**** Records to process ****
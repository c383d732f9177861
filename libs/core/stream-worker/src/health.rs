//! Health check handlers for stream services.
//!
//! - Liveness probes (`/health`, `/healthz`)
//! - Readiness probes (`/ready`, `/readyz`)
//! - Stream monitoring (`/stream/info`)
//! - Prometheus metrics (`/metrics`)
//! - DLQ admin endpoints (`/admin/dlq/*`)

use axum::{
    Json,
    extract::{Path, Query, State},
    http::{StatusCode, header},
    response::IntoResponse,
};
use redis::aio::ConnectionManager;
use redis::streams::StreamInfoGroupsReply;
use serde::{Deserialize, Serialize};
use serde_json::{Value, json};

use crate::config::delayed_set_name;
use crate::dlq::DlqManager;
use crate::metrics;
use crate::registry::StreamDef;

type ApiError = (StatusCode, Json<Value>);

fn internal_error(e: impl std::fmt::Display) -> ApiError {
    (
        StatusCode::INTERNAL_SERVER_ERROR,
        Json(json!({ "error": e.to_string() })),
    )
}

/// Shared state for health endpoints.
#[derive(Clone)]
pub struct HealthState {
    pub redis: ConnectionManager,
    pub app_name: String,
    pub app_version: String,
    pub stream_name: String,
    pub dlq_stream_name: String,
}

impl HealthState {
    pub fn new(
        redis: ConnectionManager,
        app_name: impl Into<String>,
        app_version: impl Into<String>,
        stream_name: impl Into<String>,
        dlq_stream_name: impl Into<String>,
    ) -> Self {
        Self {
            redis,
            app_name: app_name.into(),
            app_version: app_version.into(),
            stream_name: stream_name.into(),
            dlq_stream_name: dlq_stream_name.into(),
        }
    }

    pub fn from_stream_def<S: StreamDef>(
        redis: ConnectionManager,
        app_name: impl Into<String>,
        app_version: impl Into<String>,
    ) -> Self {
        Self::new(redis, app_name, app_version, S::STREAM_NAME, S::DLQ_STREAM)
    }

    pub fn dlq_manager(&self) -> DlqManager {
        DlqManager::new(self.redis.clone(), &self.stream_name, &self.dlq_stream_name)
    }
}

#[derive(Debug, Serialize, Deserialize)]
pub struct HealthResponse {
    pub status: String,
    pub name: String,
    pub version: String,
}

/// Always OK while the process is serving
pub async fn health_handler(State(state): State<HealthState>) -> Json<HealthResponse> {
    Json(HealthResponse {
        status: "healthy".to_string(),
        name: state.app_name,
        version: state.app_version,
    })
}

/// OK only when Redis answers PING
pub async fn ready_handler(
    State(state): State<HealthState>,
) -> Result<(StatusCode, Json<Value>), ApiError> {
    let mut conn = state.redis.clone();

    let result: Result<String, _> = redis::cmd("PING").query_async(&mut conn).await;

    match result {
        Ok(response) if response == "PONG" => Ok((
            StatusCode::OK,
            Json(json!({
                "status": "ready",
                "checks": { "redis": "ok" }
            })),
        )),
        Ok(response) => Err((
            StatusCode::SERVICE_UNAVAILABLE,
            Json(json!({
                "status": "not_ready",
                "checks": { "redis": format!("unexpected response: {}", response) }
            })),
        )),
        Err(e) => Err((
            StatusCode::SERVICE_UNAVAILABLE,
            Json(json!({
                "status": "not_ready",
                "checks": { "redis": format!("error: {}", e) }
            })),
        )),
    }
}

/// Queue depth plus per-group pending counts
pub async fn stream_info_handler(
    State(state): State<HealthState>,
) -> Result<Json<Value>, ApiError> {
    let mut conn = state.redis.clone();

    let length: i64 = redis::cmd("XLEN")
        .arg(&state.stream_name)
        .query_async(&mut conn)
        .await
        .map_err(internal_error)?;

    let dlq_length: i64 = redis::cmd("XLEN")
        .arg(&state.dlq_stream_name)
        .query_async(&mut conn)
        .await
        .map_err(internal_error)?;

    let delayed_length: i64 = redis::cmd("ZCARD")
        .arg(delayed_set_name(&state.stream_name))
        .query_async(&mut conn)
        .await
        .map_err(internal_error)?;

    // XINFO GROUPS errors while the stream does not exist yet
    let groups: Vec<Value> = redis::cmd("XINFO")
        .arg("GROUPS")
        .arg(&state.stream_name)
        .query_async::<StreamInfoGroupsReply>(&mut conn)
        .await
        .map(|reply| {
            reply
                .groups
                .into_iter()
                .map(|g| {
                    json!({
                        "name": g.name,
                        "consumers": g.consumers,
                        "pending": g.pending,
                        "last_delivered_id": g.last_delivered_id,
                    })
                })
                .collect()
        })
        .unwrap_or_default();

    Ok(Json(json!({
        "stream": state.stream_name,
        "length": length,
        "dlq_stream": state.dlq_stream_name,
        "dlq_length": dlq_length,
        "delayed_length": delayed_length,
        "groups": groups,
    })))
}

/// Prometheus text format
pub async fn metrics_handler() -> impl IntoResponse {
    match metrics::get_metrics_handle() {
        Some(handle) => (
            StatusCode::OK,
            [(header::CONTENT_TYPE, "text/plain; charset=utf-8")],
            handle.render(),
        )
            .into_response(),
        None => (
            StatusCode::SERVICE_UNAVAILABLE,
            [(header::CONTENT_TYPE, "text/plain; charset=utf-8")],
            "Metrics not initialized".to_string(),
        )
            .into_response(),
    }
}

// ============================================================================
// DLQ Admin Handlers
// ============================================================================

#[derive(Debug, Deserialize)]
pub struct DlqListParams {
    /// Capped at 100
    #[serde(default = "default_limit")]
    pub limit: usize,
    #[serde(default)]
    pub offset: usize,
}

fn default_limit() -> usize {
    10
}

#[derive(Debug, Deserialize)]
pub struct DlqReprocessParams {
    /// Capped at 100
    #[serde(default = "default_limit")]
    pub count: usize,
}

/// `GET /admin/dlq/stats`
pub async fn dlq_stats_handler(
    State(state): State<HealthState>,
) -> Result<impl IntoResponse, ApiError> {
    let stats = state.dlq_manager().stats().await.map_err(internal_error)?;
    Ok(Json(stats))
}

/// `GET /admin/dlq/messages?limit=10&offset=0`
pub async fn dlq_list_handler(
    State(state): State<HealthState>,
    Query(params): Query<DlqListParams>,
) -> Result<impl IntoResponse, ApiError> {
    let limit = params.limit.min(100);

    let messages = state
        .dlq_manager()
        .list_messages(limit, params.offset)
        .await
        .map_err(internal_error)?;

    Ok(Json(json!({
        "count": messages.len(),
        "messages": messages,
        "limit": limit,
        "offset": params.offset,
    })))
}

/// `POST /admin/dlq/reprocess/{id}`
pub async fn dlq_reprocess_one_handler(
    State(state): State<HealthState>,
    Path(message_id): Path<String>,
) -> Result<impl IntoResponse, ApiError> {
    match state.dlq_manager().reprocess_message(&message_id).await {
        Ok(true) => Ok(Json(json!({
            "success": true,
            "message_id": message_id,
            "message": "Message requeued for processing"
        }))),
        Ok(false) => Err((
            StatusCode::NOT_FOUND,
            Json(json!({
                "error": "Message not found in DLQ",
                "message_id": message_id
            })),
        )),
        Err(e) => Err(internal_error(e)),
    }
}

/// `POST /admin/dlq/reprocess?count=10`
pub async fn dlq_reprocess_batch_handler(
    State(state): State<HealthState>,
    Query(params): Query<DlqReprocessParams>,
) -> Result<impl IntoResponse, ApiError> {
    let result = state
        .dlq_manager()
        .reprocess_batch(params.count.min(100))
        .await
        .map_err(internal_error)?;
    Ok(Json(result))
}

/// `DELETE /admin/dlq/{id}`
pub async fn dlq_archive_one_handler(
    State(state): State<HealthState>,
    Path(message_id): Path<String>,
) -> Result<impl IntoResponse, ApiError> {
    match state.dlq_manager().archive_message(&message_id).await {
        Ok(true) => Ok(Json(json!({
            "success": true,
            "message_id": message_id,
            "message": "Message archived (deleted from DLQ)"
        }))),
        Ok(false) => Err((
            StatusCode::NOT_FOUND,
            Json(json!({
                "error": "Message not found in DLQ",
                "message_id": message_id
            })),
        )),
        Err(e) => Err(internal_error(e)),
    }
}

/// `DELETE /admin/dlq/all`
pub async fn dlq_archive_all_handler(
    State(state): State<HealthState>,
) -> Result<impl IntoResponse, ApiError> {
    let count = state
        .dlq_manager()
        .archive_all()
        .await
        .map_err(internal_error)?;

    Ok(Json(json!({
        "success": true,
        "archived_count": count,
        "message": "All DLQ messages archived"
    })))
}

/// Liveness, readiness, stream info and metrics
pub fn health_router(state: HealthState) -> axum::Router {
    use axum::routing::get;

    axum::Router::new()
        .route("/health", get(health_handler))
        .route("/healthz", get(health_handler))
        .route("/ready", get(ready_handler))
        .route("/readyz", get(ready_handler))
        .route("/stream/info", get(stream_info_handler))
        .route("/metrics", get(metrics_handler))
        .with_state(state)
}

/// DLQ admin endpoints
pub fn dlq_admin_router(state: HealthState) -> axum::Router {
    use axum::routing::{delete, get, post};

    axum::Router::new()
        .route("/admin/dlq/stats", get(dlq_stats_handler))
        .route("/admin/dlq/messages", get(dlq_list_handler))
        .route("/admin/dlq/reprocess/{id}", post(dlq_reprocess_one_handler))
        .route("/admin/dlq/reprocess", post(dlq_reprocess_batch_handler))
        .route("/admin/dlq/all", delete(dlq_archive_all_handler))
        .route("/admin/dlq/{id}", delete(dlq_archive_one_handler))
        .with_state(state)
}

/// [`health_router`] merged with [`dlq_admin_router`]
pub fn full_admin_router(state: HealthState) -> axum::Router {
    health_router(state.clone()).merge(dlq_admin_router(state))
}
//! Channel control API for the listener.
//!
//! - `POST /channels/{channel_id}/connect`
//! - `POST /channels/{channel_id}/disconnect`
//! - `GET  /channels/{channel_id}/status`
//! - `GET  /channels/{channel_id}/preferences`
//! - `PUT  /channels/{channel_id}/preferences`
//! - `GET  /channels/{channel_id}/deliveries`
//!
//! A changed reward id reaches a running subscription on its next reconnect.

use axum::{
    Json, Router,
    extract::{Path, State},
    http::StatusCode,
    routing::{get, post},
};
use std::sync::Arc;

use crate::error::{SongRequestError, SongRequestResult};
use crate::models::{DeliveryCounts, Preference};
use crate::pubsub::{ChannelStatus, ConnectOutcome, SubscriptionSupervisor};
use crate::publisher::RequestPublisher;
use crate::store::ConnectionStore;

type SharedSupervisor<S, R> = Arc<SubscriptionSupervisor<S, R>>;

/// 202 when a subscription was started, 200 when one was already running
async fn connect_channel<S, R>(
    State(supervisor): State<SharedSupervisor<S, R>>,
    Path(channel_id): Path<String>,
) -> SongRequestResult<(StatusCode, Json<ChannelStatus>)>
where
    S: ConnectionStore + 'static,
    R: RequestPublisher + 'static,
{
    let code = match supervisor.connect(&channel_id).await? {
        ConnectOutcome::Started => StatusCode::ACCEPTED,
        ConnectOutcome::AlreadyRunning => StatusCode::OK,
    };
    Ok((code, Json(supervisor.status(&channel_id).await?)))
}

async fn disconnect_channel<S, R>(
    State(supervisor): State<SharedSupervisor<S, R>>,
    Path(channel_id): Path<String>,
) -> SongRequestResult<Json<ChannelStatus>>
where
    S: ConnectionStore + 'static,
    R: RequestPublisher + 'static,
{
    supervisor.disconnect(&channel_id).await?;
    Ok(Json(supervisor.status(&channel_id).await?))
}

async fn channel_status<S, R>(
    State(supervisor): State<SharedSupervisor<S, R>>,
    Path(channel_id): Path<String>,
) -> SongRequestResult<Json<ChannelStatus>>
where
    S: ConnectionStore + 'static,
    R: RequestPublisher + 'static,
{
    Ok(Json(supervisor.status(&channel_id).await?))
}

/// Stored preferences, or the defaults when none were set
async fn get_preferences<S, R>(
    State(supervisor): State<SharedSupervisor<S, R>>,
    Path(channel_id): Path<String>,
) -> SongRequestResult<Json<Preference>>
where
    S: ConnectionStore + 'static,
    R: RequestPublisher + 'static,
{
    let connection = supervisor
        .store()
        .get(&channel_id)
        .await?
        .ok_or_else(|| SongRequestError::ConnectionNotFound(channel_id.clone()))?;
    Ok(Json(connection.preferences.unwrap_or_default()))
}

async fn put_preferences<S, R>(
    State(supervisor): State<SharedSupervisor<S, R>>,
    Path(channel_id): Path<String>,
    Json(preferences): Json<Preference>,
) -> SongRequestResult<Json<Preference>>
where
    S: ConnectionStore + 'static,
    R: RequestPublisher + 'static,
{
    supervisor
        .store()
        .set_preferences(&channel_id, &preferences)
        .await?;
    Ok(Json(preferences))
}

async fn delivery_counts<S, R>(
    State(supervisor): State<SharedSupervisor<S, R>>,
    Path(channel_id): Path<String>,
) -> SongRequestResult<Json<DeliveryCounts>>
where
    S: ConnectionStore + 'static,
    R: RequestPublisher + 'static,
{
    Ok(Json(supervisor.store().delivery_counts(&channel_id).await?))
}

pub fn control_router<S, R>(supervisor: SharedSupervisor<S, R>) -> Router
where
    S: ConnectionStore + 'static,
    R: RequestPublisher + 'static,
{
    Router::new()
        .route("/channels/{channel_id}/connect", post(connect_channel::<S, R>))
        .route("/channels/{channel_id}/disconnect", post(disconnect_channel::<S, R>))
        .route("/channels/{channel_id}/status", get(channel_status::<S, R>))
        .route(
            "/channels/{channel_id}/preferences",
            get(get_preferences::<S, R>).put(put_preferences::<S, R>),
        )
        .route("/channels/{channel_id}/deliveries", get(delivery_counts::<S, R>))
        .with_state(supervisor)
}
//! Publishing delivery requests onto the queue.

use async_trait::async_trait;
use stream_worker::StreamProducer;

use crate::error::SongRequestResult;
use crate::models::DeliveryRequest;

/// Where the subscription client sends qualifying requests
#[cfg_attr(test, mockall::automock)]
#[async_trait]
pub trait RequestPublisher: Send + Sync {
    /// Returns the queue's id for the new message
    async fn publish(&self, request: &DeliveryRequest) -> SongRequestResult<String>;
}

#[async_trait]
impl RequestPublisher for StreamProducer {
    async fn publish(&self, request: &DeliveryRequest) -> SongRequestResult<String> {
        Ok(self.send(request).await?)
    }
}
****
▸ **What you will do**: Copy only this part of the entries above: the line with "-> Result<Json<Value>, ApiError>", the line with "let dlq_length: i64", and the lines between, all exactly as written.

▸ **Answer to this task**:
) -> Result<Json<Value>, ApiError> {
    let mut conn = state.redis.clone();

    let length: i64 = redis::cmd("XLEN")
        .arg(&state.stream_name)
        .query_async(&mut conn)
        .await
        .map_err(internal_error)?;

    let dlq_length: i64 = redis::cmd("XLEN")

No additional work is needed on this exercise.